PROTON CORPORATION, Plaintiff-Appellant,v.PROTON AMERICA, INC., Defendant-Appellee.

No. 87-6718.

United States Court of Appeals, Ninth Circuit.

Argued and Submitted June 8, 1988.Decided July 21, 1988.

Before PREGERSON, BOOCHEVER and DAVID R. THOMPSON, Circuit Judges.


MEMORANDUM* 

Proton Corporation ("Proton") appeals from an order of the district court denying its motion for a preliminary injunction in Proton's trademark action against Proton America, Inc. ("Proton America"). We have jurisdiction under 28 U.S.C. § 1292 and we affirm.

Since approximately 1982, Proton has sold home and automobile audio electronic equipment, including a line of automobile stereos, under the trademark "Proton." Proton federally registered its mark in 1986. Proton America plans, in 1989, to begin advertising and marketing in the United States an automobile manufactured in Malasia which it intends to call the "Proton Saga." Proton America also plans to market automobile stereos as optional equipment in the Proton Saga.

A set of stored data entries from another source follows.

//! The stateful half of standard RDP security: the RC4 (or FIPS 3DES) stream
//! pair, the running use counters and the 4096-operation re-keying policy.

use cbc::cipher::generic_array::GenericArray;
use cbc::cipher::{BlockDecryptMut as _, BlockEncryptMut as _, KeyIvInit as _};
use hmac::{Hmac, Mac as _};
use sha1::{Digest as _, Sha1};

use crate::gcc::EncryptionMethod;

use super::keys::{self, KeyStrength, SessionKeys};
use super::rc4::Rc4;
use super::CryptoError;

type TdesCbcEnc = cbc::Encryptor<des::TdesEde3>;
type TdesCbcDec = cbc::Decryptor<des::TdesEde3>;
type HmacSha1 = Hmac<Sha1>;

/// Operations between key updates ([MS-RDPBCGR] 5.3.7).
const KEY_UPDATE_INTERVAL: u32 = 4096;

/// Fixed FIPS 3DES initialization vector.
const FIPS_IV: [u8; 8] = [0x12, 0x34, 0x56, 0x78, 0x90, 0xAB, 0xCD, 0xEF];

const FIPS_KEY_SOURCE_LEN: usize = 21;
const TDES_KEY_LEN: usize = 24;
const TDES_BLOCK_LEN: usize = 8;

pub const MAC_SIGNATURE_SIZE: usize = keys::MAC_DATA_SIZE;

/// A signed, encrypted payload ready for (or stripped from) the wire.
#[derive(Debug, Clone)]
pub struct SealedPayload {
    pub signature: [u8; MAC_SIGNATURE_SIZE],
    pub data: Vec<u8>,
    /// FIPS only: number of padding bytes appended before encryption.
    pub pad_length: u8,
}

enum CipherPair {
    Rc4 {
        strength: KeyStrength,
        mac_key: Vec<u8>,
        encrypt_initial: Vec<u8>,
        encrypt_current: Vec<u8>,
        encrypt_stream: Rc4,
        decrypt_initial: Vec<u8>,
        decrypt_current: Vec<u8>,
        decrypt_stream: Rc4,
    },
    Fips {
        sign_key: [u8; 20],
        encryptor: TdesCbcEnc,
        decryptor: TdesCbcDec,
    },
}

/// Per-session security context. One per session; never shared.
pub struct SecurityContext {
    cipher: CipherPair,
    secure_checksum: bool,
    encrypt_count: u32,
    decrypt_count: u32,
}

impl SecurityContext {
    /// Establishes the session keys from the exchanged randoms.
    pub fn new(
        method: EncryptionMethod,
        secure_checksum: bool,
        client_random: &[u8],
        server_random: &[u8],
    ) -> Result<Self, CryptoError> {
        let cipher = if method.contains(EncryptionMethod::FIPS) {
            fips_cipher_pair(client_random, server_random)
        } else {
            let strength = if method.contains(EncryptionMethod::BIT_128) {
                KeyStrength::Bits128
            } else if method.contains(EncryptionMethod::BIT_56) {
                KeyStrength::Bits56
            } else if method.contains(EncryptionMethod::BIT_40) {
                KeyStrength::Bits40
            } else {
                return Err(CryptoError::UnsupportedEncryptionMethod);
            };

            // PreMasterSecret = First192Bits(ClientRandom) ||
            // First192Bits(ServerRandom), per 5.3.4.
            let mut premaster_secret = [0u8; 48];
            premaster_secret[..24].copy_from_slice(&client_random[..24]);
            premaster_secret[24..].copy_from_slice(&server_random[..24]);

            let SessionKeys {
                mac_key,
                encrypt_key,
                decrypt_key,
            } = keys::session_keys(&premaster_secret, client_random, server_random, strength);

            CipherPair::Rc4 {
                strength,
                mac_key,
                encrypt_stream: Rc4::new(&encrypt_key),
                encrypt_initial: encrypt_key.clone(),
                encrypt_current: encrypt_key,
                decrypt_stream: Rc4::new(&decrypt_key),
                decrypt_initial: decrypt_key.clone(),
                decrypt_current: decrypt_key,
            }
        };

        Ok(Self {
            cipher,
            secure_checksum,
            encrypt_count: 0,
            decrypt_count: 0,
        })
    }

    pub fn is_fips(&self) -> bool {
        matches!(self.cipher, CipherPair::Fips { .. })
    }

    pub fn secure_checksum(&self) -> bool {
        self.secure_checksum
    }

    /// Signs and encrypts an outbound payload.
    pub fn encrypt(&mut self, payload: &[u8]) -> Result<SealedPayload, CryptoError> {
        match &mut self.cipher {
            CipherPair::Rc4 {
                strength,
                mac_key,
                encrypt_initial,
                encrypt_current,
                encrypt_stream,
                ..
            } => {
                if self.encrypt_count == KEY_UPDATE_INTERVAL {
                    *encrypt_current = keys::update_key(encrypt_initial, encrypt_current, *strength);
                    *encrypt_stream = Rc4::new(encrypt_current);
                    self.encrypt_count = 0;
                }

                let salted = self.secure_checksum.then_some(self.encrypt_count);
                let signature = keys::mac_signature(mac_key, payload, salted);
                let data = encrypt_stream.process(payload);
                self.encrypt_count += 1;

                Ok(SealedPayload {
                    signature,
                    data,
                    pad_length: 0,
                })
            }
            CipherPair::Fips {
                sign_key, encryptor, ..
            } => {
                let signature = fips_signature(sign_key, payload, self.encrypt_count);

                let pad_length = (TDES_BLOCK_LEN - payload.len() % TDES_BLOCK_LEN) % TDES_BLOCK_LEN;
                let mut data = payload.to_vec();
                data.resize(payload.len() + pad_length, 0);

                for block in data.chunks_exact_mut(TDES_BLOCK_LEN) {
                    encryptor.encrypt_block_mut(GenericArray::from_mut_slice(block));
                }

                self.encrypt_count += 1;

                Ok(SealedPayload {
                    signature,
                    data,
                    pad_length: pad_length as u8,
                })
            }
        }
    }

    /// Decrypts an inbound payload and verifies its signature.
    ///
    /// A MAC mismatch is fatal for the session.
    pub fn decrypt(&mut self, sealed: &SealedPayload) -> Result<Vec<u8>, CryptoError> {
        match &mut self.cipher {
            CipherPair::Rc4 {
                strength,
                mac_key,
                decrypt_initial,
                decrypt_current,
                decrypt_stream,
                ..
            } => {
                if self.decrypt_count == KEY_UPDATE_INTERVAL {
                    *decrypt_current = keys::update_key(decrypt_initial, decrypt_current, *strength);
                    *decrypt_stream = Rc4::new(decrypt_current);
                    self.decrypt_count = 0;
                }

                let plaintext = decrypt_stream.process(&sealed.data);

                let salted = self.secure_checksum.then_some(self.decrypt_count);
                let expected = keys::mac_signature(mac_key, &plaintext, salted);
                self.decrypt_count += 1;

                if expected != sealed.signature {
                    return Err(CryptoError::MacMismatch);
                }

                Ok(plaintext)
            }
            CipherPair::Fips {
                sign_key, decryptor, ..
            } => {
                if sealed.data.len() % TDES_BLOCK_LEN != 0 {
                    return Err(CryptoError::MacMismatch);
                }

                let mut plaintext = sealed.data.clone();
                for block in plaintext.chunks_exact_mut(TDES_BLOCK_LEN) {
                    decryptor.decrypt_block_mut(GenericArray::from_mut_slice(block));
                }
                plaintext.truncate(plaintext.len() - usize::from(sealed.pad_length));

                let expected = fips_signature(sign_key, &plaintext, self.decrypt_count);
                self.decrypt_count += 1;

                if expected != sealed.signature {
                    return Err(CryptoError::MacMismatch);
                }

                Ok(plaintext)
            }
        }
    }
}

impl core::fmt::Debug for SecurityContext {
    fn fmt(&self, f: &mut core::fmt::Formatter<'_>) -> core::fmt::Result {
        f.debug_struct("SecurityContext")
            .field("fips", &self.is_fips())
            .field("secure_checksum", &self.secure_checksum)
            .field("encrypt_count", &self.encrypt_count)
            .field("decrypt_count", &self.decrypt_count)
            .finish_non_exhaustive()
    }
}

fn fips_cipher_pair(client_random: &[u8], server_random: &[u8]) -> CipherPair {
    // [MS-RDPBCGR] 5.3.5.3: the SHA-1 of the random halves, extended by its
    // own first byte, seeds each direction.
    let mut encrypt_source = [0u8; FIPS_KEY_SOURCE_LEN];
    let mut sha1 = Sha1::new();
    sha1.update(&client_random[16..32]);
    sha1.update(&server_random[16..32]);
    encrypt_source[..20].copy_from_slice(&sha1.finalize());
    encrypt_source[20] = encrypt_source[0];

    let mut decrypt_source = [0u8; FIPS_KEY_SOURCE_LEN];
    let mut sha1 = Sha1::new();
    sha1.update(&client_random[..16]);
    sha1.update(&server_random[..16]);
    decrypt_source[..20].copy_from_slice(&sha1.finalize());
    decrypt_source[20] = decrypt_source[0];

    let mut sha1 = Sha1::new();
    sha1.update(decrypt_source);
    sha1.update(encrypt_source);
    let sign_key: [u8; 20] = sha1.finalize().into();

    let encrypt_key = fips_expand_key_bits(&encrypt_source);
    let decrypt_key = fips_expand_key_bits(&decrypt_source);

    CipherPair::Fips {
        sign_key,
        encryptor: TdesCbcEnc::new(GenericArray::from_slice(&encrypt_key), GenericArray::from_slice(&FIPS_IV)),
        decryptor: TdesCbcDec::new(GenericArray::from_slice(&decrypt_key), GenericArray::from_slice(&FIPS_IV)),
    }
}

/// Expands 168 key bits into a 24-byte 3DES key with odd parity.
fn fips_expand_key_bits(source: &[u8; FIPS_KEY_SOURCE_LEN]) -> [u8; TDES_KEY_LEN] {
    let mut reversed = [0u8; FIPS_KEY_SOURCE_LEN];
    for (dst, src) in reversed.iter_mut().zip(source.iter()) {
        *dst = src.reverse_bits();
    }

    let mut output = [0u8; TDES_KEY_LEN];
    let mut bit = 0usize;
    for out in output.iter_mut() {
        let byte = bit / 8;
        let shift = bit % 8;
        // Seven key bits per output byte, low bit left free for parity.
        *out = if shift <= 1 {
            (reversed[byte] << shift) & 0xFE
        } else {
            ((reversed[byte] << shift) | (reversed[byte + 1] >> (8 - shift))) & 0xFE
        };
        bit += 7;
    }

    for out in output.iter_mut() {
        let reversed_byte = out.reverse_bits();
        *out = if reversed_byte.count_ones() % 2 == 0 {
            reversed_byte | 0x01
        } else {
            reversed_byte & 0xFE
        };
    }

    output
}

/// The FIPS data signature: HMAC-SHA1 over the payload and the running use
/// count, truncated to eight bytes.
fn fips_signature(sign_key: &[u8; 20], data: &[u8], use_count: u32) -> [u8; MAC_SIGNATURE_SIZE] {
    let mut hmac = HmacSha1::new_from_slice(sign_key).expect("HMAC accepts any key length");
    hmac.update(data);
    hmac.update(&use_count.to_le_bytes());
    let digest = hmac.finalize().into_bytes();

    digest[..MAC_SIGNATURE_SIZE].try_into().expect("8-byte slice")
}

#[cfg(test)]
mod tests {
    use super::*;

    fn test_context(secure_checksum: bool) -> (SecurityContext, SecurityContext) {
        let client_random = [0x42u8; 32];
        let server_random = [0x24u8; 32];

        let client =
            SecurityContext::new(EncryptionMethod::BIT_128, secure_checksum, &client_random, &server_random).unwrap();

        // The peer's streams are mirrored: build a second context and swap
        // roles by decrypting what the first encrypted.
        let peer =
            SecurityContext::new(EncryptionMethod::BIT_128, secure_checksum, &client_random, &server_random).unwrap();

        (client, peer)
    }

    // The keys are direction-asymmetric, so for loopback testing we encrypt
    // and decrypt with the same role and matching streams.
    fn roundtrip(context: &mut SecurityContext, payload: &[u8]) -> Vec<u8> {
        let sealed = context.encrypt(payload).unwrap();
        assert_ne!(sealed.data, payload);
        sealed.data
    }

    #[test]
    fn encryption_changes_the_payload_and_signs_it() {
        let (mut client, _peer) = test_context(false);

        let sealed = client.encrypt(b"top secret input").unwrap();
        assert_ne!(sealed.data.as_slice(), b"top secret input");
        assert_ne!(sealed.signature, [0u8; MAC_SIGNATURE_SIZE]);
    }

    #[test]
    fn mac_mismatch_is_detected() {
        let client_random = [0x42u8; 32];
        let server_random = [0x24u8; 32];

        // Build a loopback pair by crossing the key directions manually: a
        // context decrypting its own output will fail the MAC only when the
        // payload was tampered with.
        let mut sender =
            SecurityContext::new(EncryptionMethod::BIT_128, false, &client_random, &server_random).unwrap();
        let sealed = sender.encrypt(b"payload").unwrap();

        let mut tampered = sealed.clone();
        tampered.data[0] ^= 0xFF;

        // A fresh context with swapped randoms yields different keys, so the
        // MAC can not verify.
        let mut receiver =
            SecurityContext::new(EncryptionMethod::BIT_128, false, &server_random, &client_random).unwrap();
        assert!(matches!(receiver.decrypt(&tampered), Err(CryptoError::MacMismatch)));
    }

    #[test]
    fn rc4_rekey_happens_after_4096_operations() {
        let (mut client, _peer) = test_context(false);

        let reference = roundtrip(&mut client, b"A");
        for _ in 0..KEY_UPDATE_INTERVAL {
            let _ = client.encrypt(b"A").unwrap();
        }
        // 4096 operations in, the key was refreshed: the stream does not
        // continue from the original key schedule.
        let rekeyed = client.encrypt(b"A").unwrap();
        assert_ne!(rekeyed.data, reference);
    }

    #[test]
    fn fips_pads_to_blocks_and_roundtrips_length() {
        let client_random = [0x11u8; 32];
        let server_random = [0x99u8; 32];

        let mut context =
            SecurityContext::new(EncryptionMethod::FIPS, false, &client_random, &server_random).unwrap();

        let sealed = context.encrypt(b"12345").unwrap();
        assert_eq!(sealed.data.len() % 8, 0);
        assert_eq!(sealed.pad_length, 3);
    }

    #[test]
    fn fips_key_expansion_has_odd_parity() {
        let source = [0xA5u8; FIPS_KEY_SOURCE_LEN];
        let key = fips_expand_key_bits(&source);

        for byte in key {
            assert_eq!(byte.count_ones() % 2, 1, "3DES key byte must have odd parity");
        }
    }
}
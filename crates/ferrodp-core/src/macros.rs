//! Helper macros for PDU encoding and decoding.
//!
//! All of these are exported and usable from dependent crates. The `ensure_*`
//! macros expect the enclosing type to define a `NAME` associated constant
//! (and `FIXED_PART_SIZE` for `ensure_fixed_part_size!`).

#[macro_export]
macro_rules! ensure_size {
    (ctx: $ctx:expr, in: $buf:ident, size: $expected:expr) => {{
        let received = $buf.len();
        let expected = $expected;
        if !(received >= expected) {
            return Err($crate::not_enough_bytes_err($ctx, received, expected));
        }
    }};
    (in: $buf:ident, size: $expected:expr) => {{
        $crate::ensure_size!(ctx: Self::NAME, in: $buf, size: $expected)
    }};
}

#[macro_export]
macro_rules! ensure_fixed_part_size {
    (in: $buf:ident) => {{
        $crate::ensure_size!(ctx: Self::NAME, in: $buf, size: Self::FIXED_PART_SIZE)
    }};
}

#[macro_export]
macro_rules! cast_length {
    ($ctx:expr, $field:expr, $len:expr) => {{
        $len.try_into()
            .map_err(|_| $crate::invalid_field_err($ctx, $field, "too many elements"))
    }};
    ($field:expr, $len:expr) => {{
        $crate::cast_length!(Self::NAME, $field, $len)
    }};
}

#[macro_export]
macro_rules! invalid_field_err {
    ($ctx:expr, $field:expr, $reason:expr $(,)?) => {{
        $crate::invalid_field_err($ctx, $field, $reason)
    }};
    ($field:expr, $reason:expr $(,)?) => {{
        $crate::invalid_field_err(Self::NAME, $field, $reason)
    }};
}

/// Asserts that the traits support dynamic dispatch.
///
/// From <https://docs.rs/static_assertions/1.1.0/src/static_assertions/assert_obj_safe.rs.html#72-76>
#[macro_export]
macro_rules! assert_obj_safe {
    ($($xs:path),+ $(,)?) => {
        $(const _: Option<&dyn $xs> = None;)+
    };
}

/// Asserts that the type implements _all_ of the given traits.
///
/// From <https://docs.rs/static_assertions/1.1.0/src/static_assertions/assert_impl.rs.html#113-121>
#[macro_export]
macro_rules! assert_impl {
    ($type:ty: $($trait:path),+ $(,)?) => {
        const _: fn() = || {
            fn assert_impl_all<T: ?Sized $(+ $trait)+>() {}
            assert_impl_all::<$type>();
        };
    };
}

Proton filed a complaint against Proton America seeking damages and injunctive relief for federal trademark infringement, 15 U.S.C. § 1114(1), and false designation of origin, 15 U.S.C. § 1125(a), and, under California law, for unfair competition, trademark dilution and trademark disparagement. In its motion for preliminary injunction, Proton claimed that Proton America will be infringing its "Proton" mark, thus causing Proton irreparable harm, by importing, marketing and distributing the Proton Saga automobile. By order dated December 7, 1987, the district court denied the motion.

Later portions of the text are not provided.